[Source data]
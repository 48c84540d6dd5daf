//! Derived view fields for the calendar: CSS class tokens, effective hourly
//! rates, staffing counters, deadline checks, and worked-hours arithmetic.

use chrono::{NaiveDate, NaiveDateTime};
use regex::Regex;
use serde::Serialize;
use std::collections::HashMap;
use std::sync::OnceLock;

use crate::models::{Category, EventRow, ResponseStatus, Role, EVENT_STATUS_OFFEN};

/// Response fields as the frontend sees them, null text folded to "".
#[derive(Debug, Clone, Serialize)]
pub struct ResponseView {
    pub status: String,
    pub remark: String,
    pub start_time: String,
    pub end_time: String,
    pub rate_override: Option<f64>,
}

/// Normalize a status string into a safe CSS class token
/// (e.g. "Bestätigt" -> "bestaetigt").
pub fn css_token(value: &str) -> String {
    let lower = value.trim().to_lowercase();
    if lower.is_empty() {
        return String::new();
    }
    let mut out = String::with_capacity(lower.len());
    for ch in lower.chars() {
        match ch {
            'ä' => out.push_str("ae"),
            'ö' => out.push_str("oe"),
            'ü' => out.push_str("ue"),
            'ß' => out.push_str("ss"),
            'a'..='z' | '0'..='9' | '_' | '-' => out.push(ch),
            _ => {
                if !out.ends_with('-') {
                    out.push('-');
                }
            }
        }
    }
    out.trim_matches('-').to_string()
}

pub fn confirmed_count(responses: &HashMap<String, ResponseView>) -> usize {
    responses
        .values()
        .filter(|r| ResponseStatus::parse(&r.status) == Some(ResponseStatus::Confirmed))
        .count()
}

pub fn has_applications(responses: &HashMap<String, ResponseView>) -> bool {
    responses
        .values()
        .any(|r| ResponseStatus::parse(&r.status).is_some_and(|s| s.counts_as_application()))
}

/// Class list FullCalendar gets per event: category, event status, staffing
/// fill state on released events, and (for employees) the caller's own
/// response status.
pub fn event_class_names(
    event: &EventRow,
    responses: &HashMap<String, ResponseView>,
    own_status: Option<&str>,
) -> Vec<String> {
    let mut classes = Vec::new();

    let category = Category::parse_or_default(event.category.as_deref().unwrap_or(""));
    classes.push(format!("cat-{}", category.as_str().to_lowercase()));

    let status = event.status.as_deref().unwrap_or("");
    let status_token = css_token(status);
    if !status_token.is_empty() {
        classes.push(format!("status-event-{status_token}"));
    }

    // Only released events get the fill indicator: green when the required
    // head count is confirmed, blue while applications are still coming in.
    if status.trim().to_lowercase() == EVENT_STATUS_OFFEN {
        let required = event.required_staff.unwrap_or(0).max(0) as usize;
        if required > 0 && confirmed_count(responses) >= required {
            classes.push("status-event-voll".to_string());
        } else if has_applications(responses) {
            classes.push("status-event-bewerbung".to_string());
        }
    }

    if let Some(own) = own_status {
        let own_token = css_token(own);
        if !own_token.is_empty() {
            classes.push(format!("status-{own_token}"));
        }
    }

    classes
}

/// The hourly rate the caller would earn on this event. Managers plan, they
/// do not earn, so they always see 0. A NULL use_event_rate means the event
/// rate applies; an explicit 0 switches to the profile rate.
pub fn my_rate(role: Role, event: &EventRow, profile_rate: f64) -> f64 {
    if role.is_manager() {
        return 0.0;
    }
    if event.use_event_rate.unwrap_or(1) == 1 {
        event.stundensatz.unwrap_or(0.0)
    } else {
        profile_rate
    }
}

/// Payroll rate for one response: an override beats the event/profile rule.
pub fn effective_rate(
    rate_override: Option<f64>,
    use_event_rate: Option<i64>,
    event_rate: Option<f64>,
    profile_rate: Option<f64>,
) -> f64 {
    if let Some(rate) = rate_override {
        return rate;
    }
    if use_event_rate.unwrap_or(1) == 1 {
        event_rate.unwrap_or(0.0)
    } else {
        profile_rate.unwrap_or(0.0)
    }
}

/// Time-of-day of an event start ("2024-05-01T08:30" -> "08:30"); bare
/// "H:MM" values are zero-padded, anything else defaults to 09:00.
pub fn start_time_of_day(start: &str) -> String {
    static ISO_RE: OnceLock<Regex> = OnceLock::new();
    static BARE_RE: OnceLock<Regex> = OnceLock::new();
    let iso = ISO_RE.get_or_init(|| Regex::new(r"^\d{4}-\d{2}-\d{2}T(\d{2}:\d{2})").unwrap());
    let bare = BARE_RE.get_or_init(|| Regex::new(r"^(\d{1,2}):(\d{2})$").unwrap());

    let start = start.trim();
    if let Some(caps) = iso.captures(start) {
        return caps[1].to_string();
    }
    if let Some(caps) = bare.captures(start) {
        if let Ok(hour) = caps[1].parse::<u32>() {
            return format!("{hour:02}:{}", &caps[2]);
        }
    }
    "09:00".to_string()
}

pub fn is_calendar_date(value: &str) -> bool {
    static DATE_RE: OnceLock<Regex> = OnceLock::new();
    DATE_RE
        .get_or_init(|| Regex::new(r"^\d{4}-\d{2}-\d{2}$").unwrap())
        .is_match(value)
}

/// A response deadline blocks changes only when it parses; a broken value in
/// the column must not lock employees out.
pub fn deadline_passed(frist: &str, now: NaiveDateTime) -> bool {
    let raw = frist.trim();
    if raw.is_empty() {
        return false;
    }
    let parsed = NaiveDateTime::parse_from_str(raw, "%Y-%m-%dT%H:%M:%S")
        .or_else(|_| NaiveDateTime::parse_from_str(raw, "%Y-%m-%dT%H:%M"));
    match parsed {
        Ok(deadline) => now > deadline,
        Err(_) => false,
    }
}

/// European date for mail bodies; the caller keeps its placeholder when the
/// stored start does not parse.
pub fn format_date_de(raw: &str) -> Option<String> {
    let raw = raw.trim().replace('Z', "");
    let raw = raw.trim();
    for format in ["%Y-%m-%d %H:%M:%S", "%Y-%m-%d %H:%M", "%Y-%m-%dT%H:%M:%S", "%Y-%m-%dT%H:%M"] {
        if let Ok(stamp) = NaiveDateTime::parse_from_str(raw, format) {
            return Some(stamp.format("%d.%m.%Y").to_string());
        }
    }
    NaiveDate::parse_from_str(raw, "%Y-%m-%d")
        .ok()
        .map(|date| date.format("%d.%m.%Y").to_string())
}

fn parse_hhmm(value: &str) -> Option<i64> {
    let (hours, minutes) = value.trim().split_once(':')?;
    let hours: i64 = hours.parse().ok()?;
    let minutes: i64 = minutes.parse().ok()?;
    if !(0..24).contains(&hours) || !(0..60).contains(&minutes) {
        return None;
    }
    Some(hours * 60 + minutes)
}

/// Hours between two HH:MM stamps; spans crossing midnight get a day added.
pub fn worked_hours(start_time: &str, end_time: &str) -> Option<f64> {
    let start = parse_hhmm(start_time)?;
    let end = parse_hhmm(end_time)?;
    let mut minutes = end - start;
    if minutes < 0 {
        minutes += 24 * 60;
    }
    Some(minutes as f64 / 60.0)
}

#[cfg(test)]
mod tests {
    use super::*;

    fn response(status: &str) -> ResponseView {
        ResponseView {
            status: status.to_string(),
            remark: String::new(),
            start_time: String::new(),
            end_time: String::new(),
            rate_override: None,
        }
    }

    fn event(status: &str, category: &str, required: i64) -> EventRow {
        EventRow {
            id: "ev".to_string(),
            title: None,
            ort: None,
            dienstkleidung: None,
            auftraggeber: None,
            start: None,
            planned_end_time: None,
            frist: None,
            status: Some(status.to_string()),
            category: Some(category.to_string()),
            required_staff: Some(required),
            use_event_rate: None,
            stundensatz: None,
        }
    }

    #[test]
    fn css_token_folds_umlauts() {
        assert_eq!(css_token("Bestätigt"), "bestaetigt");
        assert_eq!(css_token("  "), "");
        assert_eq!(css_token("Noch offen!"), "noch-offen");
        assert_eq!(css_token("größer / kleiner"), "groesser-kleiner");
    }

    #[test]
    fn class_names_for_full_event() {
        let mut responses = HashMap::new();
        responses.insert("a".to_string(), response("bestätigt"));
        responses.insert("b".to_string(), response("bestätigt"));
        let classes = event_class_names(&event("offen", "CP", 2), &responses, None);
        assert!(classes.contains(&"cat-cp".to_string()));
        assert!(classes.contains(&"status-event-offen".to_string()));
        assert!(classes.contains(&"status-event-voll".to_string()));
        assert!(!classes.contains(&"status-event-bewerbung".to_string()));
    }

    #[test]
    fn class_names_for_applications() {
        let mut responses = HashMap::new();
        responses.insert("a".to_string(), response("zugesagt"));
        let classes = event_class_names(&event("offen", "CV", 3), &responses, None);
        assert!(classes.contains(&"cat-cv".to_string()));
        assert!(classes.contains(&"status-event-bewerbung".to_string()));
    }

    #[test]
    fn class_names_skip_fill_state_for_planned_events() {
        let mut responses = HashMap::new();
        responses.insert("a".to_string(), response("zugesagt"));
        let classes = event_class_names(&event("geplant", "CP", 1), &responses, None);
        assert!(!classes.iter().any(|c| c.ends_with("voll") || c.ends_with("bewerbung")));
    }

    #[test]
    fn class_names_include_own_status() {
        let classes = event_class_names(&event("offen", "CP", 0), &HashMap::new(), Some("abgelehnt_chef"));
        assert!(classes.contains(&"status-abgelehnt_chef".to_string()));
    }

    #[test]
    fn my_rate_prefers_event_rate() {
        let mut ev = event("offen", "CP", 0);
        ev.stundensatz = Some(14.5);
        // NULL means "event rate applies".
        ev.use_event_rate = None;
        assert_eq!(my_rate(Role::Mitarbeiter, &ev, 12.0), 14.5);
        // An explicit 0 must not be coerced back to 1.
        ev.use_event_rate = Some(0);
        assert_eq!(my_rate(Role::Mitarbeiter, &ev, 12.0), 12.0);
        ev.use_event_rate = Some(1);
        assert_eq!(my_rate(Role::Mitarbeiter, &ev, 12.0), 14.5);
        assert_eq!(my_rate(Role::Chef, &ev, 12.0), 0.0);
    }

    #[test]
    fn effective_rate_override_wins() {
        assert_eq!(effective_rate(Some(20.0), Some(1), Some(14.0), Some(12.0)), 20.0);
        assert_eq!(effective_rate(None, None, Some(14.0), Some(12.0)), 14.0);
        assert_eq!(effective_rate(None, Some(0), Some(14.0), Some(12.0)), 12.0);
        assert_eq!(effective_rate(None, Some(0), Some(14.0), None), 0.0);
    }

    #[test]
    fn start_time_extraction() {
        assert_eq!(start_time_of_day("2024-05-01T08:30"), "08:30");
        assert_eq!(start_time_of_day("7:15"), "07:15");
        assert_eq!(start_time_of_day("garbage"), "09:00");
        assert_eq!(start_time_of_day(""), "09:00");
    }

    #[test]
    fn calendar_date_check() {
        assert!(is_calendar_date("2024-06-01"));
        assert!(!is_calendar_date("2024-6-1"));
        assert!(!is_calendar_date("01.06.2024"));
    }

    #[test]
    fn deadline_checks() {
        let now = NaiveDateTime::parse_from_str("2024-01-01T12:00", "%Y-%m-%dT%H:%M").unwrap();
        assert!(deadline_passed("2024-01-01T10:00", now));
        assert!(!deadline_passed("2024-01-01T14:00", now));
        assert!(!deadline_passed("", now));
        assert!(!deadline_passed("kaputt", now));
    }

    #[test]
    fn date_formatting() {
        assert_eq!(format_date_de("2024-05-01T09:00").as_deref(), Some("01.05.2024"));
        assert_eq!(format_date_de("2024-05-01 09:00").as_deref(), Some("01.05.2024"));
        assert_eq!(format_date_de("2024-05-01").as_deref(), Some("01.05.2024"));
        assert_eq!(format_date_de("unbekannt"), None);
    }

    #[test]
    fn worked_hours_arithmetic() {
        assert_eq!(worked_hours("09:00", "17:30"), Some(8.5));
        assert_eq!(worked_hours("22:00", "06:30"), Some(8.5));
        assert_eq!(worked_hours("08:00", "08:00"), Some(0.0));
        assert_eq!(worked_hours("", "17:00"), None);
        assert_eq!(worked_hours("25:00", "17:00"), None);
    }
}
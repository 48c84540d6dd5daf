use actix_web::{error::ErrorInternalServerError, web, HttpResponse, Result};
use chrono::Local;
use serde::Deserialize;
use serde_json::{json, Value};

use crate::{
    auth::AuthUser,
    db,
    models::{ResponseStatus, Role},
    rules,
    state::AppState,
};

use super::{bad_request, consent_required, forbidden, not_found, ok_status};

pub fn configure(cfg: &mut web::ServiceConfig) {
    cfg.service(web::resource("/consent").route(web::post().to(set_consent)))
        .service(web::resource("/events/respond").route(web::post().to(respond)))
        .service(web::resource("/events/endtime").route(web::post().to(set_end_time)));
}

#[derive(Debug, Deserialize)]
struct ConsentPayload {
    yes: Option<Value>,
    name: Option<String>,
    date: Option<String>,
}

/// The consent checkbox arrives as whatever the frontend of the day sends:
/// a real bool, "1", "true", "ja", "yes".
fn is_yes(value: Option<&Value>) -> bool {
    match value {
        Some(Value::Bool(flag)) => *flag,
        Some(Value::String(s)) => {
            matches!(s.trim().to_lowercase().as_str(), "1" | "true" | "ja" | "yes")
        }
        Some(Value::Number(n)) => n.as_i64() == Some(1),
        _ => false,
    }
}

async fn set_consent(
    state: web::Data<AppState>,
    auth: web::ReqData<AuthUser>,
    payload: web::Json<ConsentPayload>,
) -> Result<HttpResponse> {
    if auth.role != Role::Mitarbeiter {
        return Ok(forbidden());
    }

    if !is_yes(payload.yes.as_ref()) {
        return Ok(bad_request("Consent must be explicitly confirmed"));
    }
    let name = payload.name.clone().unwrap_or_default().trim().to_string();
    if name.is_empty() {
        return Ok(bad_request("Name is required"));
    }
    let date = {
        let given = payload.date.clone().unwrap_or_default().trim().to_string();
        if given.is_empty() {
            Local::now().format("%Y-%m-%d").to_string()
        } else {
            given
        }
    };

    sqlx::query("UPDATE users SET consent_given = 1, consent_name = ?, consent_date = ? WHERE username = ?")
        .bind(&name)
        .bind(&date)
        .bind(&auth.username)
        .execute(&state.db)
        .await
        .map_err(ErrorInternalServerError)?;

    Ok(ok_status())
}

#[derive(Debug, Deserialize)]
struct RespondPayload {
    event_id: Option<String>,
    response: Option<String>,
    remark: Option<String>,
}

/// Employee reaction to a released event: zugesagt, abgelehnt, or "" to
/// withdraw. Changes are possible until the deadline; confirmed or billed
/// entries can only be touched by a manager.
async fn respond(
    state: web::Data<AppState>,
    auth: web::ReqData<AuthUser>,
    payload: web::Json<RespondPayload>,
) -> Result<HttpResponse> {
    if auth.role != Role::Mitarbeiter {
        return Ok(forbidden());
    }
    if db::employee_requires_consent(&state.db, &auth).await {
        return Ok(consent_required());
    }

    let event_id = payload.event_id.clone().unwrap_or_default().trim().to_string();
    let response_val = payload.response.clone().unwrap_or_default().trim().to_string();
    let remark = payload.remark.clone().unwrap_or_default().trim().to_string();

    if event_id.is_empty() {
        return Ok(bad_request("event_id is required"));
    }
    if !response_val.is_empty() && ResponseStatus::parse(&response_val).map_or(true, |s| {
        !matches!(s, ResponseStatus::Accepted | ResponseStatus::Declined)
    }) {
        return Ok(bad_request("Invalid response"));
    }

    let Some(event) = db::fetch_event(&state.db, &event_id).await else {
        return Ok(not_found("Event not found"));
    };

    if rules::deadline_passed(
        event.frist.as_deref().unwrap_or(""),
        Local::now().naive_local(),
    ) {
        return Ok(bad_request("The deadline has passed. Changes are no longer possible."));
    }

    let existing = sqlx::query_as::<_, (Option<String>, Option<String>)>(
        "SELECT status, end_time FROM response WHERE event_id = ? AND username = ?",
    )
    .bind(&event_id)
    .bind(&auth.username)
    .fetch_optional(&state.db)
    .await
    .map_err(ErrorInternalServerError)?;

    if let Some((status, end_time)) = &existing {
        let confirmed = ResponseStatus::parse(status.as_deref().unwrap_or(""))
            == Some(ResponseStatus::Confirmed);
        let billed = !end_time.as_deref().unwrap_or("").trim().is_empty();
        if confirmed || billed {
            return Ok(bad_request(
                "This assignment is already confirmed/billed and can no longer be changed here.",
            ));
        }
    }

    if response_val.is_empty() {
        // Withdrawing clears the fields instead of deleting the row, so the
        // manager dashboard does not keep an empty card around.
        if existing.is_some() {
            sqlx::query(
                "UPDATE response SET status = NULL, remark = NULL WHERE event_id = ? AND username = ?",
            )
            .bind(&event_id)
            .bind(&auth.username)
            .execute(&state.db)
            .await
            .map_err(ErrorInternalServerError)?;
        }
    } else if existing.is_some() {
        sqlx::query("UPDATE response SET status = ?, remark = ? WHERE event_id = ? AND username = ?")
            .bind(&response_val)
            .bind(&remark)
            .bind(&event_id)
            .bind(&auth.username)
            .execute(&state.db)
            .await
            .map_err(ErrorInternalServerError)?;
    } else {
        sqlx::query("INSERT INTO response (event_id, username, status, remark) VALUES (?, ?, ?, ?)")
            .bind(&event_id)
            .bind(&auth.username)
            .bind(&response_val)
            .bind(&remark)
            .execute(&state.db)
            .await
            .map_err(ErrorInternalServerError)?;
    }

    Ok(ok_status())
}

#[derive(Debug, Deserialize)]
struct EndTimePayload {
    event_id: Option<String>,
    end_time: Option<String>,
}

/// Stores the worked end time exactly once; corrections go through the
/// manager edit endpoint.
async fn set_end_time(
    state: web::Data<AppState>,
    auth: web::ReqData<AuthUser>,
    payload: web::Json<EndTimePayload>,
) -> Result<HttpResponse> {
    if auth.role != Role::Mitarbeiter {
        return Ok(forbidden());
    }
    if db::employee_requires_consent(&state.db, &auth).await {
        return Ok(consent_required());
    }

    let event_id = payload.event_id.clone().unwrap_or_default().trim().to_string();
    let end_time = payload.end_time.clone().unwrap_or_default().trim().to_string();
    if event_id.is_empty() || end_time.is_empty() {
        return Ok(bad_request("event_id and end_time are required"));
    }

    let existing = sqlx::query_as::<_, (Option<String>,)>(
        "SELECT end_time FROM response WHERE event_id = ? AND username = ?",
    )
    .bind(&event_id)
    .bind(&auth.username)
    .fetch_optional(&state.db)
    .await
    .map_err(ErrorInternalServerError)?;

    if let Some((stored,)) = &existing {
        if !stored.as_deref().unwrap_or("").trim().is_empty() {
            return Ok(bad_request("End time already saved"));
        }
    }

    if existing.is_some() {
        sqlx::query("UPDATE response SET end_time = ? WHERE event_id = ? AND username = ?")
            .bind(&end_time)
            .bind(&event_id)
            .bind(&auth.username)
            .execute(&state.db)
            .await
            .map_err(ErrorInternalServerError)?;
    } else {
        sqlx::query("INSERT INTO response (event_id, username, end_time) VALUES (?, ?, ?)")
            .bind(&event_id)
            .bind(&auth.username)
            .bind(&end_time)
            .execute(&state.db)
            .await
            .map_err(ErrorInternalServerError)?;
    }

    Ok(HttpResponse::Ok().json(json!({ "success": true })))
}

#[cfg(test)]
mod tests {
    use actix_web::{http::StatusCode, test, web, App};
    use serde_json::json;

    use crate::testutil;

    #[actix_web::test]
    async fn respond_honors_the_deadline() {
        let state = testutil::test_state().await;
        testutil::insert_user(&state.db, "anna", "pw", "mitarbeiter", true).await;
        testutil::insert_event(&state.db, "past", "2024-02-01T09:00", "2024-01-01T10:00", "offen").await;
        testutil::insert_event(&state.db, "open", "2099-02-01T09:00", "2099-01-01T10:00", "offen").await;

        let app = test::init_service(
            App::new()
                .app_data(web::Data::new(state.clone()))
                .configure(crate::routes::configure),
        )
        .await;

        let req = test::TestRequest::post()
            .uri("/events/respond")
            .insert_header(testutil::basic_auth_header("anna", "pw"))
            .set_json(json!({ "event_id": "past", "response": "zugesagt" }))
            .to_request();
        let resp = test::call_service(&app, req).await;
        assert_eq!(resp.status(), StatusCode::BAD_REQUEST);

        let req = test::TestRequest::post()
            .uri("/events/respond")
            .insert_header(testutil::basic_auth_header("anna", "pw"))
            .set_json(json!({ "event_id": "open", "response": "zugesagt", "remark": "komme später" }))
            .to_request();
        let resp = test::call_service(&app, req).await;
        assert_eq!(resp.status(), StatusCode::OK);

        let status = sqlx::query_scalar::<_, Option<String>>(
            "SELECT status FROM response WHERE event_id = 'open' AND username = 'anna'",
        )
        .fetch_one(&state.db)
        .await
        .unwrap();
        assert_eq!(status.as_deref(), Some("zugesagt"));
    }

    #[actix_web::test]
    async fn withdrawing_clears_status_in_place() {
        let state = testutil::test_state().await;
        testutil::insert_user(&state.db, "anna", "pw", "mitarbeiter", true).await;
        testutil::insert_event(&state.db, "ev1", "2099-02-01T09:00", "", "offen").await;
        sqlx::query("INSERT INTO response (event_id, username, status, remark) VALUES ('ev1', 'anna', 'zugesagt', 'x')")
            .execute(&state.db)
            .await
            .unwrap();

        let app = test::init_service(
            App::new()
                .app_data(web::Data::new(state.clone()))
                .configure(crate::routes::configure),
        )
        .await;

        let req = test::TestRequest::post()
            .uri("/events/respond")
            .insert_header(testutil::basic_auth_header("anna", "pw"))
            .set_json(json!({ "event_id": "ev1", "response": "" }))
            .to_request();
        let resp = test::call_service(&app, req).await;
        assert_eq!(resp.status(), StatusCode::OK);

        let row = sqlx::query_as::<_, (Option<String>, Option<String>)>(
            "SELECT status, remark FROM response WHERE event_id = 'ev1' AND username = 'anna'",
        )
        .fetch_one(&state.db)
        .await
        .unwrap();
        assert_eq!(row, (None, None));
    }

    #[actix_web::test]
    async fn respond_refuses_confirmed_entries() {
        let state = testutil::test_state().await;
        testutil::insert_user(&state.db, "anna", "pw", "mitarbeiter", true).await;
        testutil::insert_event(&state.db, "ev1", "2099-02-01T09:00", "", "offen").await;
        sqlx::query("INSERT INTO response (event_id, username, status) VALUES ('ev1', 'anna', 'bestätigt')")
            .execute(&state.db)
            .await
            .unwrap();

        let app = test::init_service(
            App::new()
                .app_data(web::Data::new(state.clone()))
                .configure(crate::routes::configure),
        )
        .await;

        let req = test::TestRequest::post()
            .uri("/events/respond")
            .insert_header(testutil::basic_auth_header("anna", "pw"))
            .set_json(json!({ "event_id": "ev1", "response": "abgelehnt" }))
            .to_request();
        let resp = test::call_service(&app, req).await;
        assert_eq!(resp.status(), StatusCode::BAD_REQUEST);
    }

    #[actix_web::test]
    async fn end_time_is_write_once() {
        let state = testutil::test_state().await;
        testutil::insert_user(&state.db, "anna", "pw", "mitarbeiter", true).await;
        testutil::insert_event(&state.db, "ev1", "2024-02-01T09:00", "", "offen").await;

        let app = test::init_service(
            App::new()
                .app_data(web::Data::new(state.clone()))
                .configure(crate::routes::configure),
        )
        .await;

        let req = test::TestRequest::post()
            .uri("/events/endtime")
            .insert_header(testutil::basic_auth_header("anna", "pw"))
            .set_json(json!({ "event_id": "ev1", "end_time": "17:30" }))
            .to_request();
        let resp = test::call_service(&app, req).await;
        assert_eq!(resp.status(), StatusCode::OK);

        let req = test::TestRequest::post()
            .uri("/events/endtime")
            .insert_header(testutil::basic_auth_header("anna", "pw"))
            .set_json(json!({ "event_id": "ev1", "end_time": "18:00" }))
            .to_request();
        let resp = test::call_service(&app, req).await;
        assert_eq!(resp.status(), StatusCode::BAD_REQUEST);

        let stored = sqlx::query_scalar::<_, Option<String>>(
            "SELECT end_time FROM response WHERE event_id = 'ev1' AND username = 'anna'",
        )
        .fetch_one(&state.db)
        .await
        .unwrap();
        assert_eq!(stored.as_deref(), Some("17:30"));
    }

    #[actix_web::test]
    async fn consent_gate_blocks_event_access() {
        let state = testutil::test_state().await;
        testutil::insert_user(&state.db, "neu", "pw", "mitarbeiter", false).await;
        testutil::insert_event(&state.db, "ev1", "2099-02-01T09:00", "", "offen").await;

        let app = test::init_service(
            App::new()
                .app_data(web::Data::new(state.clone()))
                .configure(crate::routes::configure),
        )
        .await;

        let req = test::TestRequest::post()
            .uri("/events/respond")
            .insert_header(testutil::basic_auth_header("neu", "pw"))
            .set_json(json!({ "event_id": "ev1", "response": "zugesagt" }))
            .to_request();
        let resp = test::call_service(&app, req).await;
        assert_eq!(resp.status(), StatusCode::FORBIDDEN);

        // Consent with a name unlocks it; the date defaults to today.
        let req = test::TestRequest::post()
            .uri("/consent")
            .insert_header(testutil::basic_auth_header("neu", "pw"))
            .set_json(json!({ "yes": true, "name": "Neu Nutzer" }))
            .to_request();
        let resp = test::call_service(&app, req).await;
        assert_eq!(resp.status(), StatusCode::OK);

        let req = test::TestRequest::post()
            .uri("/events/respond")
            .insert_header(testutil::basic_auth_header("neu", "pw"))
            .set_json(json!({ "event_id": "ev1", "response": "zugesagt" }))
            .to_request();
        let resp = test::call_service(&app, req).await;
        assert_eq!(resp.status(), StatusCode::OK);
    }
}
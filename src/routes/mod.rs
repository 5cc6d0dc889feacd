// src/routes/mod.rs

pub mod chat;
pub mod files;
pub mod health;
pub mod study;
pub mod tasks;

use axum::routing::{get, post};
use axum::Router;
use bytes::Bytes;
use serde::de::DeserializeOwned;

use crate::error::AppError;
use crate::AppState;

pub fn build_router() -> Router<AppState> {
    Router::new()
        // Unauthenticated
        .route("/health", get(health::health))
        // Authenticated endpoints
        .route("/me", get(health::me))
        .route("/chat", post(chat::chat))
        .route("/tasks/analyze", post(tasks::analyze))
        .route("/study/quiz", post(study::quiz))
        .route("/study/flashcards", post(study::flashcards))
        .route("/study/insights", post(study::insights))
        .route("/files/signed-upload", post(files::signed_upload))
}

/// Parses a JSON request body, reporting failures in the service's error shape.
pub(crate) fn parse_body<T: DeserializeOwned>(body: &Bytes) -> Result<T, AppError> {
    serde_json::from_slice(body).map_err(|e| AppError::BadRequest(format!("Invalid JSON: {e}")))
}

■ **WHAT IS BEING ASKED**: Both end lines included, restate word for word the lines above from the line with "Time-of-day of an" to the line with "if let Some(caps) = bare.captures(start)", and nothing else.

■ **RESULT**:
/// Time-of-day of an event start ("2024-05-01T08:30" -> "08:30"); bare
/// "H:MM" values are zero-padded, anything else defaults to 09:00.
pub fn start_time_of_day(start: &str) -> String {
    static ISO_RE: OnceLock<Regex> = OnceLock::new();
    static BARE_RE: OnceLock<Regex> = OnceLock::new();
    let iso = ISO_RE.get_or_init(|| Regex::new(r"^\d{4}-\d{2}-\d{2}T(\d{2}:\d{2})").unwrap());
    let bare = BARE_RE.get_or_init(|| Regex::new(r"^(\d{1,2}):(\d{2})$").unwrap());

    let start = start.trim();
    if let Some(caps) = iso.captures(start) {
        return caps[1].to_string();
    }
    if let Some(caps) = bare.captures(start) {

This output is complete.